PROBLEM DETAILS » Only the lines with the string "NotFound" are needed; return each of them from the entries below.

DATA UNDER STUDY »
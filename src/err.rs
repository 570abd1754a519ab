use axum::extract::multipart::MultipartError;
use axum::http::header::SET_COOKIE;
use axum::http::{HeaderValue, StatusCode, Uri};
use axum::response::{IntoResponse, Response};
use axum::Json;

use serde::Serialize;

use crate::store::StoreError;

pub const INTERNAL_MESSAGE: &str = "Erro interno do servidor";

pub async fn handler404(path: Uri) -> Error {
    Error::NotFound {
        message: format!("Invalid path: {}", path),
    }
}

/// A successful reply: status code, optional `Set-Cookie` and a body of
/// `{ "success": true, ...value }`.
#[derive(Debug, Clone)]
pub struct Reply<V> {
    status: StatusCode,
    cookie: Option<String>,
    body: Success<V>,
}

impl<V: Serialize> Reply<V> {
    pub fn ok(value: V) -> Self {
        Self {
            status: StatusCode::OK,
            cookie: None,
            body: Success::of(value),
        }
    }

    pub fn created(value: V) -> Self {
        Self {
            status: StatusCode::CREATED,
            ..Self::ok(value)
        }
    }

    pub fn with_cookie(mut self, cookie: String) -> Self {
        self.cookie = Some(cookie);
        self
    }
}

impl<V> IntoResponse for Reply<V>
where
    V: Serialize,
{
    fn into_response(self) -> Response {
        let mut response = (self.status, Json(self.body)).into_response();
        if let Some(cookie) = self.cookie {
            match HeaderValue::from_str(&cookie) {
                Ok(value) => {
                    response.headers_mut().insert(SET_COOKIE, value);
                }
                Err(err) => log::error!("Refusing to send malformed cookie: {}", err),
            }
        }
        response
    }
}

#[derive(Debug, Clone, Serialize)]
pub struct Success<V> {
    success: bool,
    #[serde(flatten)]
    value: V,
}

impl<V: Serialize> Success<V> {
    pub fn of(value: V) -> Self {
        Self {
            success: true,
            value,
        }
    }
}

#[derive(Debug, Clone)]
pub enum Error {
    Validation { message: String, details: Vec<String> },
    InvalidCredentials { message: String },
    InvalidToken { message: String },
    Forbidden { message: String },
    Conflict { message: String },
    NotFound { message: String },
    PayloadTooLarge { message: String },
    Configuration { message: String },
    InternalError { kind: &'static str, message: String },
}

#[derive(Debug, Serialize)]
struct Failure<'a> {
    success: bool,
    error: &'a str,
    #[serde(skip_serializing_if = "Option::is_none")]
    details: Option<&'a [String]>,
}

impl Error {
    pub fn validation<S: Into<String>>(details: Vec<S>) -> Error {
        Error::Validation {
            message: "Dados inválidos".to_string(),
            details: details.into_iter().map(Into::into).collect(),
        }
    }

    pub fn invalid_credentials() -> Error {
        Error::InvalidCredentials {
            message: "Email ou senha incorretos".to_string(),
        }
    }

    pub fn invalid_token<S: Into<String>>(msg: S) -> Error {
        Error::InvalidToken {
            message: msg.into(),
        }
    }

    pub fn forbidden() -> Error {
        Error::Forbidden {
            message: "Acesso negado".to_string(),
        }
    }

    pub fn not_found<S: Into<String>>(msg: S) -> Error {
        Error::NotFound {
            message: msg.into(),
        }
    }

    pub fn payload_too_large() -> Error {
        Error::PayloadTooLarge {
            message: "Requisição excede o tamanho máximo permitido".to_string(),
        }
    }

    pub fn status(&self) -> StatusCode {
        match self {
            Error::Validation { .. } => StatusCode::BAD_REQUEST,
            Error::InvalidCredentials { .. } | Error::InvalidToken { .. } => {
                StatusCode::UNAUTHORIZED
            }
            Error::Forbidden { .. } => StatusCode::FORBIDDEN,
            Error::Conflict { .. } => StatusCode::CONFLICT,
            Error::NotFound { .. } => StatusCode::NOT_FOUND,
            Error::PayloadTooLarge { .. } => StatusCode::PAYLOAD_TOO_LARGE,
            Error::Configuration { .. } | Error::InternalError { .. } => {
                StatusCode::INTERNAL_SERVER_ERROR
            }
        }
    }

    /// Message safe to hand to a client.
    pub fn public_message(&self) -> &str {
        match self {
            Error::Validation { message, .. }
            | Error::InvalidCredentials { message }
            | Error::InvalidToken { message }
            | Error::Forbidden { message }
            | Error::Conflict { message }
            | Error::NotFound { message }
            | Error::PayloadTooLarge { message } => message,
            Error::Configuration { .. } | Error::InternalError { .. } => INTERNAL_MESSAGE,
        }
    }
}

impl IntoResponse for Error {
    fn into_response(self) -> Response {
        match &self {
            Error::Configuration { message } => log::error!("Configuration error: {}", message),
            Error::InternalError { kind, message } => log::error!("{}: {}", kind, message),
            _ => {}
        }
        let details = match &self {
            Error::Validation { details, .. } if !details.is_empty() => Some(details.as_slice()),
            _ => None,
        };
        let body = Failure {
            success: false,
            error: self.public_message(),
            details,
        };
        (self.status(), Json(body)).into_response()
    }
}

impl std::fmt::Display for Error {
    fn fmt(&self, f: &mut std::fmt::Formatter<'_>) -> std::fmt::Result {
        match self {
            Error::Configuration { message } => write!(f, "configuration: {}", message),
            Error::InternalError { kind, message } => write!(f, "{}: {}", kind, message),
            other => f.write_str(other.public_message()),
        }
    }
}

impl std::error::Error for Error {}

impl From<StoreError> for Error {
    fn from(err: StoreError) -> Self {
        match err {
            StoreError::UniqueViolation { column } => Error::Conflict {
                message: match column.as_str() {
                    "email" => "Usuário com este email já existe".to_string(),
                    "ra" => "RA já está sendo usado por outro usuário".to_string(),
                    other => format!("Valor duplicado para `{}`", other),
                },
            },
            other => Self::InternalError {
                kind: "DatabaseError",
                message: other.to_string(),
            },
        }
    }
}

impl From<std::io::Error> for Error {
    fn from(io: std::io::Error) -> Self {
        Self::InternalError {
            kind: "IOError",
            message: io.to_string(),
        }
    }
}

impl From<serde_json::Error> for Error {
    fn from(err: serde_json::Error) -> Self {
        Self::InternalError {
            kind: "SerializationError",
            message: err.to_string(),
        }
    }
}

impl From<argon2::password_hash::Error> for Error {
    fn from(err: argon2::password_hash::Error) -> Self {
        Self::InternalError {
            kind: "PasswordHashError",
            message: err.to_string(),
        }
    }
}

impl From<tokio::task::JoinError> for Error {
    fn from(err: tokio::task::JoinError) -> Self {
        Self::InternalError {
            kind: "TaskError",
            message: err.to_string(),
        }
    }
}

impl From<MultipartError> for Error {
    fn from(err: MultipartError) -> Self {
        Error::validation(vec![format!("multipart: {}", err)])
    }
}

#[cfg(test)]
mod tests {
    use super::*;

    #[test]
    fn internal_errors_hide_their_cause() {
        let err = Error::InternalError {
            kind: "DatabaseError",
            message: "connection refused on 10.0.0.3".to_string(),
        };
        assert_eq!(err.status(), StatusCode::INTERNAL_SERVER_ERROR);
        assert_eq!(err.public_message(), INTERNAL_MESSAGE);
    }

    #[test]
    fn unique_violations_become_conflicts() {
        let err = Error::from(StoreError::UniqueViolation {
            column: "ra".to_string(),
        });
        assert_eq!(err.status(), StatusCode::CONFLICT);
        assert_eq!(
            err.public_message(),
            "RA já está sendo usado por outro usuário"
        );
    }

    #[test]
    fn credential_failures_share_one_message() {
        let err = Error::invalid_credentials();
        assert_eq!(err.status(), StatusCode::UNAUTHORIZED);
        assert_eq!(err.public_message(), "Email ou senha incorretos");
    }
}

SOLUTION »
    Error::NotFound {
    NotFound { message: String },
        Error::NotFound {
            Error::NotFound { .. } => StatusCode::NOT_FOUND,
            | Error::NotFound { message }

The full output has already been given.